Cory Verbauwhede : Parlez-nous du projet derrière le site.

Louise Bienvenue : L’enquête orale qui a donné jour au site Web Mémoires de Boscoville fait partie d’une plus vaste recherche sur cette institution qui a marqué l’histoire de la justice des mineurs au Québec. En lisant les travaux historiques sur les premières institutions sociojudiciaires pour jeunes qu’étaient les écoles de réforme et la Cour des jeunes délinquants, dont plusieurs ont été signés par des membres du CHRS (Véronique Strimelle, Sylvie Ménard, Jean Trépanier, David Niget, Lucie Quevillon, Jean-Marie Fecteau, etc.), j’ai voulu savoir comment les choses avaient évolué dans l’après-guerre. J’avais croisé le nom de Boscoville dans un ouvrage dirigé par Marie-Paule Malouin, L’univers des enfants en difficulté, et ça m’avait beaucoup intriguée. Cette institution avait bousculé de bord en bord les manières de faire. Elle avait misé sur les sciences du psychisme et de la pédagogie pour réinventer la rééducation des adolescents délinquants.
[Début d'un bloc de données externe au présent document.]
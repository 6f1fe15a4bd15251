//! Event types and event bus for the vskip agent
//!
//! # Architecture
//!
//! vskip uses one-to-many broadcasting for observability:
//! - **EventBus** (tokio::broadcast): lifecycle and skip events
//! - Position updates themselves stay on the video surface's own
//!   subscription and never pass through this bus
//!
//! Emission never blocks the position-update path; `emit_lossy` is used
//! on hot paths where "nobody is listening" is acceptable.

use chrono::{DateTime, Utc};
use serde::{Deserialize, Serialize};
use tokio::sync::broadcast;
use uuid::Uuid;

use crate::segments::{EpisodeIdentity, SegmentKind, SegmentSet, SegmentSource};

/// vskip event types
#[derive(Debug, Clone, Serialize, Deserialize)]
#[serde(tag = "type")]
pub enum SkipEvent {
    /// A playback session was accepted and metadata resolution started
    SessionStarted {
        session_id: Uuid,
        identity: EpisodeIdentity,
        timestamp: DateTime<Utc>,
    },

    /// Segments were resolved and the skip monitor is armed
    ///
    /// Emitted after the monitor has subscribed to position updates, so
    /// a subscriber that sees this event can rely on the session being
    /// live.
    SegmentsResolved {
        session_id: Uuid,
        segments: SegmentSet,
        source: SegmentSource,
        timestamp: DateTime<Utc>,
    },

    /// A skip rule fired and a seek was issued
    SkipPerformed {
        session_id: Uuid,
        kind: SegmentKind,
        from_secs: f64,
        to_secs: f64,
        timestamp: DateTime<Utc>,
    },

    /// Skipping is disabled for this session (degraded path, not an error)
    SkipUnavailable {
        /// None when session setup aborted before an id was assigned
        session_id: Option<Uuid>,
        reason: String,
        timestamp: DateTime<Utc>,
    },

    /// A session's position-update subscription was detached
    SessionDetached {
        session_id: Uuid,
        timestamp: DateTime<Utc>,
    },
}

impl SkipEvent {
    /// Get event type as string for filtering
    pub fn event_type(&self) -> &str {
        match self {
            SkipEvent::SessionStarted { .. } => "SessionStarted",
            SkipEvent::SegmentsResolved { .. } => "SegmentsResolved",
            SkipEvent::SkipPerformed { .. } => "SkipPerformed",
            SkipEvent::SkipUnavailable { .. } => "SkipUnavailable",
            SkipEvent::SessionDetached { .. } => "SessionDetached",
        }
    }

    /// Session id carried by the event, when one was assigned
    pub fn session_id(&self) -> Option<Uuid> {
        match self {
            SkipEvent::SessionStarted { session_id, .. }
            | SkipEvent::SegmentsResolved { session_id, .. }
            | SkipEvent::SkipPerformed { session_id, .. }
            | SkipEvent::SessionDetached { session_id, .. } => Some(*session_id),
            SkipEvent::SkipUnavailable { session_id, .. } => *session_id,
        }
    }
}

/// One-to-many event broadcaster
///
/// Wraps tokio::broadcast, providing:
/// - Non-blocking publish (slow subscribers don't block producers)
/// - Multiple concurrent subscribers
/// - Automatic cleanup when subscribers drop
#[derive(Clone)]
pub struct EventBus {
    tx: broadcast::Sender<SkipEvent>,
    capacity: usize,
}

impl EventBus {
    /// Creates a new EventBus with the given channel capacity
    ///
    /// Old events are dropped for lagging subscribers once `capacity`
    /// is exceeded.
    pub fn new(capacity: usize) -> Self {
        let (tx, _) = broadcast::channel(capacity);
        Self { tx, capacity }
    }

    /// Subscribe to all future events
    ///
    /// Events emitted before subscription are not received.
    pub fn subscribe(&self) -> broadcast::Receiver<SkipEvent> {
        self.tx.subscribe()
    }

    /// Emit an event to all subscribers
    ///
    /// Returns `Ok(subscriber_count)`, or `Err` if no subscribers are
    /// listening.
    #[allow(clippy::result_large_err)]
    pub fn emit(&self, event: SkipEvent) -> Result<usize, broadcast::error::SendError<SkipEvent>> {
        self.tx.send(event)
    }

    /// Emit an event, ignoring whether anyone is listening
    pub fn emit_lossy(&self, event: SkipEvent) {
        if let Err(e) = self.tx.send(event) {
            tracing::trace!(event = %e.0.event_type(), "no subscribers for event");
        }
    }

    /// Number of active subscribers
    pub fn subscriber_count(&self) -> usize {
        self.tx.receiver_count()
    }

    /// Configured channel capacity
    pub fn capacity(&self) -> usize {
        self.capacity
    }
}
Dans les années 1950, mais surtout dans les trois décennies qui ont suivi, Boscoville s’est imposé comme un espace thérapeutique moderne. Ce fut un important chantier d’interprétation du phénomène délinquant en Amérique du Nord. Plusieurs visiteurs et stagiaires de l’étranger y étaient reçus, alors que les nouveaux théoriciens canadiens de la psychoéducation étaient accueillis dans les congrès spécialisés à travers le monde.

Capture d’écran du site Mémoires de Boscoville.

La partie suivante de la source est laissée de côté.